TASK MATERIAL:

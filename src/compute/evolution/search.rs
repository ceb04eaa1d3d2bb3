//! Generational genetic algorithm over site selections.

use std::sync::Arc;
use std::sync::atomic::{AtomicBool, AtomicU64, Ordering};
use std::time::{Duration, Instant};

use rayon::prelude::*;

use crate::compute::{ConstraintEngine, CoverageEvaluator, build_evaluator};
use crate::schema::{
    CandidateSet, EvolutionConfig, EvolutionConfigError, EvolutionHistory, EvolutionPhase,
    EvolutionProgress, EvolutionResult, EvolutionStats, SelectionMethod, SolutionSnapshot,
    StopReason,
};

use super::archive::SolutionArchive;
use super::fitness::{Fitness, FitnessEvaluator};
use super::genome::{Genes, GenomeRng, population_diversity};
use super::ranking::{is_better, pareto_front, rank_population, top_feasible};
use super::selection::{ParetoRanking, tournament};

/// An individual in the population.
#[derive(Debug, Clone)]
pub struct Individual {
    /// Unique identifier.
    pub id: u64,
    /// One bit per candidate.
    pub genes: Genes,
    /// Fitness for the current genes; `None` until evaluated.
    pub fitness: Option<Fitness>,
    /// Generation created.
    pub generation: usize,
    /// Parent IDs.
    pub parents: Vec<u64>,
}

impl Individual {
    pub fn new(id: u64, genes: Genes, generation: usize, parents: Vec<u64>) -> Self {
        Self {
            id,
            genes,
            fitness: None,
            generation,
            parents,
        }
    }

    pub fn is_evaluated(&self) -> bool {
        self.fitness.is_some()
    }

    /// Coverage of the last evaluation, zero if unevaluated.
    pub fn coverage(&self) -> f64 {
        self.fitness.as_ref().map_or(0.0, |f| f.coverage)
    }

    /// Replace the genes, invalidating the fitness if they differ.
    pub fn set_genes(&mut self, genes: Genes) {
        if self.genes != genes {
            self.genes = genes;
            self.fitness = None;
        }
    }

    /// Convert to snapshot for serialization.
    pub fn to_snapshot(&self, candidates: &CandidateSet, cost_per_point: f64) -> SolutionSnapshot {
        let installed_indices = self.genes.installed_indices();
        let (coverage, objectives) = match &self.fitness {
            Some(f) => (f.coverage, f.objectives.clone()),
            None => (0.0, Vec::new()),
        };
        SolutionSnapshot {
            id: self.id,
            coverage,
            objectives,
            installations: installed_indices.len(),
            cost: installed_indices.len() as f64 * cost_per_point,
            installed: candidates.installed_locations(self.genes.as_slice()),
            installed_indices,
            generation: self.generation,
            parents: self.parents.clone(),
        }
    }
}

/// Evolution engine that runs the search.
pub struct EvolutionEngine {
    config: EvolutionConfig,
    rng: GenomeRng,
    candidates: CandidateSet,
    constraints: ConstraintEngine,
    evaluator: FitnessEvaluator,
    pool: Option<rayon::ThreadPool>,
    population: Vec<Individual>,
    archive: SolutionArchive,
    best: Option<Individual>,
    history: EvolutionHistory,
    stalled_generations: Vec<usize>,
    generation: usize,
    best_coverage: f64,
    stagnation_count: usize,
    evaluations: u64,
    phase: EvolutionPhase,
    started: Option<Instant>,
    next_id: Arc<AtomicU64>,
    cancelled: Arc<AtomicBool>,
}
/// Fresh individual generation.
#[derive(Debug, Clone, Serialize, Deserialize, Default)]
#[serde(tag = "type")]
pub enum Initialization {
    /// Each gene set independently with the given probability.
    Bernoulli {
        #[serde(default = "default_install_probability")]
        probability: f64,
    },
    /// Exactly `min(budget / cost, N)` genes set, chosen uniformly.
    #[default]
    ExactBudget,
}

fn default_install_probability() -> f64 {
    0.5
}

// ============================================================================
// Run settings
// ============================================================================

/// Population and generation settings.
#[derive(Debug, Clone, Serialize, Deserialize)]
pub struct PopulationConfig {
    /// Number of individuals in population.
    #[serde(default = "default_population_size")]
    pub size: usize,
    /// Maximum number of generations.
    #[serde(default = "default_max_generations")]
    pub max_generations: usize,
    /// Stop once best coverage reaches this value.
    #[serde(default)]
    pub target_coverage: Option<f64>,
    /// Stop if no improvement for N generations.
    #[serde(default)]
    pub stagnation_limit: Option<usize>,
    /// Wall-clock budget in seconds.
    #[serde(default)]
    pub time_limit_secs: Option<f64>,
}

impl Default for PopulationConfig {
    fn default() -> Self {
        Self {
            size: default_population_size(),
            max_generations: default_max_generations(),
            target_coverage: None,
            stagnation_limit: None,
            time_limit_secs: None,
        }
    }
}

EXERCISE AIM:
The answer must be an exact transcription of every record above.

OUTPUT FOR THIS EXERCISE:
filename src/compute/evolution/search.rs
repository ceb04eaa1d3d2bb3
//! Generational genetic algorithm over site selections.

use std::sync::Arc;
use std::sync::atomic::{AtomicBool, AtomicU64, Ordering};
use std::time::{Duration, Instant};

use rayon::prelude::*;

use crate::compute::{ConstraintEngine, CoverageEvaluator, build_evaluator};
use crate::schema::{
    CandidateSet, EvolutionConfig, EvolutionConfigError, EvolutionHistory, EvolutionPhase,
    EvolutionProgress, EvolutionResult, EvolutionStats, SelectionMethod, SolutionSnapshot,
    StopReason,
};

use super::archive::SolutionArchive;
use super::fitness::{Fitness, FitnessEvaluator};
use super::genome::{Genes, GenomeRng, population_diversity};
use super::ranking::{is_better, pareto_front, rank_population, top_feasible};
use super::selection::{ParetoRanking, tournament};

/// An individual in the population.
#[derive(Debug, Clone)]
pub struct Individual {
    /// Unique identifier.
    pub id: u64,
    /// One bit per candidate.
    pub genes: Genes,
    /// Fitness for the current genes; `None` until evaluated.
    pub fitness: Option<Fitness>,
    /// Generation created.
    pub generation: usize,
    /// Parent IDs.
    pub parents: Vec<u64>,
}

impl Individual {
    pub fn new(id: u64, genes: Genes, generation: usize, parents: Vec<u64>) -> Self {
        Self {
            id,
            genes,
            fitness: None,
            generation,
            parents,
        }
    }

    pub fn is_evaluated(&self) -> bool {
        self.fitness.is_some()
    }

    /// Coverage of the last evaluation, zero if unevaluated.
    pub fn coverage(&self) -> f64 {
        self.fitness.as_ref().map_or(0.0, |f| f.coverage)
    }

    /// Replace the genes, invalidating the fitness if they differ.
    pub fn set_genes(&mut self, genes: Genes) {
        if self.genes != genes {
            self.genes = genes;
            self.fitness = None;
        }
    }

    /// Convert to snapshot for serialization.
    pub fn to_snapshot(&self, candidates: &CandidateSet, cost_per_point: f64) -> SolutionSnapshot {
        let installed_indices = self.genes.installed_indices();
        let (coverage, objectives) = match &self.fitness {
            Some(f) => (f.coverage, f.objectives.clone()),
            None => (0.0, Vec::new()),
        };
        SolutionSnapshot {
            id: self.id,
            coverage,
            objectives,
            installations: installed_indices.len(),
            cost: installed_indices.len() as f64 * cost_per_point,
            installed: candidates.installed_locations(self.genes.as_slice()),
            installed_indices,
            generation: self.generation,
            parents: self.parents.clone(),
        }
    }
}

/// Evolution engine that runs the search.
pub struct EvolutionEngine {
    config: EvolutionConfig,
    rng: GenomeRng,
    candidates: CandidateSet,
    constraints: ConstraintEngine,
    evaluator: FitnessEvaluator,
    pool: Option<rayon::ThreadPool>,
    population: Vec<Individual>,
    archive: SolutionArchive,
    best: Option<Individual>,
    history: EvolutionHistory,
    stalled_generations: Vec<usize>,
    generation: usize,
    best_coverage: f64,
    stagnation_count: usize,
    evaluations: u64,
    phase: EvolutionPhase,
    started: Option<Instant>,
    next_id: Arc<AtomicU64>,
    cancelled: Arc<AtomicBool>,
}
/// Fresh individual generation.
#[derive(Debug, Clone, Serialize, Deserialize, Default)]
#[serde(tag = "type")]
pub enum Initialization {
    /// Each gene set independently with the given probability.
    Bernoulli {
        #[serde(default = "default_install_probability")]
        probability: f64,
    },
    /// Exactly `min(budget / cost, N)` genes set, chosen uniformly.
    #[default]
    ExactBudget,
}

fn default_install_probability() -> f64 {
    0.5
}

// ============================================================================
// Run settings
// ============================================================================

/// Population and generation settings.
#[derive(Debug, Clone, Serialize, Deserialize)]
pub struct PopulationConfig {
    /// Number of individuals in population.
    #[serde(default = "default_population_size")]
    pub size: usize,
    /// Maximum number of generations.
    #[serde(default = "default_max_generations")]
    pub max_generations: usize,
    /// Stop once best coverage reaches this value.
    #[serde(default)]
    pub target_coverage: Option<f64>,
    /// Stop if no improvement for N generations.
    #[serde(default)]
    pub stagnation_limit: Option<usize>,
    /// Wall-clock budget in seconds.
    #[serde(default)]
    pub time_limit_secs: Option<f64>,
}

impl Default for PopulationConfig {
    fn default() -> Self {
        Self {
            size: default_population_size(),
            max_generations: default_max_generations(),
            target_coverage: None,
            stagnation_limit: None,
            time_limit_secs: None,
        }
    }
}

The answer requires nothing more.